For experiments measuring Ensure consumption in fasted animals (Extended Data Figure 11), animals were food-deprived overnight, and the experiments were performed in the light phase. After habituation, animals were given access to a bottle of Ensure for self-paced consumption over 1 hour as they received open-loop silencing or no laser treatment.

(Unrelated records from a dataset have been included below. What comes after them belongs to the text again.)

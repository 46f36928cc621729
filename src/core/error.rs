// This module defines error types for the Quill code generator using the thiserror crate
// for idiomatic Rust error handling. CodegenError is the main error enum covering the
// failure scenarios of the backend: non-callable callee expressions, calls to unknown
// functions or unregistered imports, duplicate function/export/icon declarations, empty
// export symbols, invalid member accesses, and unresolved local slots. Every condition in
// this taxonomy is a violation of the type checker's precondition or a declaration
// conflict, so each variant is fatal for the enclosing compilation run and carries the
// offending source position for diagnostics. The module also provides CodegenResult<T>
// as a convenience type alias for Result<T, CodegenError>. These error types enable
// proper error propagation throughout the generator with descriptive messages via the
// Display trait implementation provided by thiserror.

//! Error types for the Quill code generator.
//!
//! Using thiserror for more idiomatic error handling.

use thiserror::Error;

/// Main error type for code generation.
///
/// Every variant is fatal for the current compilation run: the conditions
/// below should have been rejected by the type checker or are declaration
/// conflicts, and the generator never patches over them. Variants carry the
/// source position of the offending node where one exists.
#[derive(Error, Debug, Clone, PartialEq)]
pub enum CodegenError {
    #[error("`{name}` is not callable (line {line}, column {column})")]
    NotCallable {
        name: String,
        line: u32,
        column: u32,
    },

    #[error("call to unknown function `{name}` (line {line}, column {column})")]
    UnknownFunction {
        name: String,
        line: u32,
        column: u32,
    },

    #[error("call to unregistered import `{symbol}` from `{library}` (line {line}, column {column})")]
    UnknownImport {
        library: String,
        symbol: String,
        line: u32,
        column: u32,
    },

    #[error("duplicate definition of function `{name}` (line {line}, column {column})")]
    DuplicateFunction {
        name: String,
        line: u32,
        column: u32,
    },

    #[error("exported function `{name}` has an empty export symbol (line {line}, column {column})")]
    MissingExportSymbol {
        name: String,
        line: u32,
        column: u32,
    },

    #[error("export symbol `{symbol}` is already in use (line {line}, column {column})")]
    DuplicateExportSymbol {
        symbol: String,
        line: u32,
        column: u32,
    },

    #[error("function `{name}` is exported more than once (line {line}, column {column})")]
    DuplicateExportFunction {
        name: String,
        line: u32,
        column: u32,
    },

    #[error("program declares more than one icon resource")]
    DuplicateIcon,

    #[error("member access on a value without a memory location (line {line}, column {column})")]
    InvalidFieldAccess { line: u32, column: u32 },

    #[error("unresolved local slot {slot} in function `{function}`")]
    UnresolvedSlot { function: String, slot: usize },

    #[error("unresolved parameter {index} in function `{function}`")]
    UnresolvedParam { function: String, index: usize },

    #[error("expression has no memory location (line {line}, column {column})")]
    NotAddressable { line: u32, column: u32 },
}

/// Result type alias for code generation operations.
pub type CodegenResult<T> = Result<T, CodegenError>;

For experiments measuring water consumption (Extended Data Figure 11), animals were water-deprived overnight, and the experiments were performed in the light phase. After habituation, animals were given access to a bottle of water for self-paced consumption over 1 hour as they received open-loop silencing or no laser treatment.
Analysis:
To measure chow consumption, the pellet was weighed before and after the experiment. For licking bout analyses in optogenetic experiments, a licking bout was defined as any set of licks containing at least three licks, in which no inter-lick interval is greater than five seconds. Bout size was calculated as the average number of licks from all lick bouts. The bout number was the total number of bouts across the entire trial.
Histology
Mice were anesthetized under isoflurane and then transcardially perfused with phosphate-buffered saline (PBS, 10 mL) followed by formalin (10%, 15 mL). Brains were dissected, post-fixed in 10% formalin overnight at 4 °C, and switched to 30% sucrose the next day. All tissues were kept in 30% sucrose at 4 °C for overnight cryo-protection and embedded in OCT before sectioning. Sections (50 μm) were prepared with a cryostat and collected in PBS or on Superfrost Plus slides. To visualize fluorescent labelling without staining, sections were mounted with DAPI Fluoromount-G (Southern Biotech) and then imaged using the Nikon Eclipse Ti2-E.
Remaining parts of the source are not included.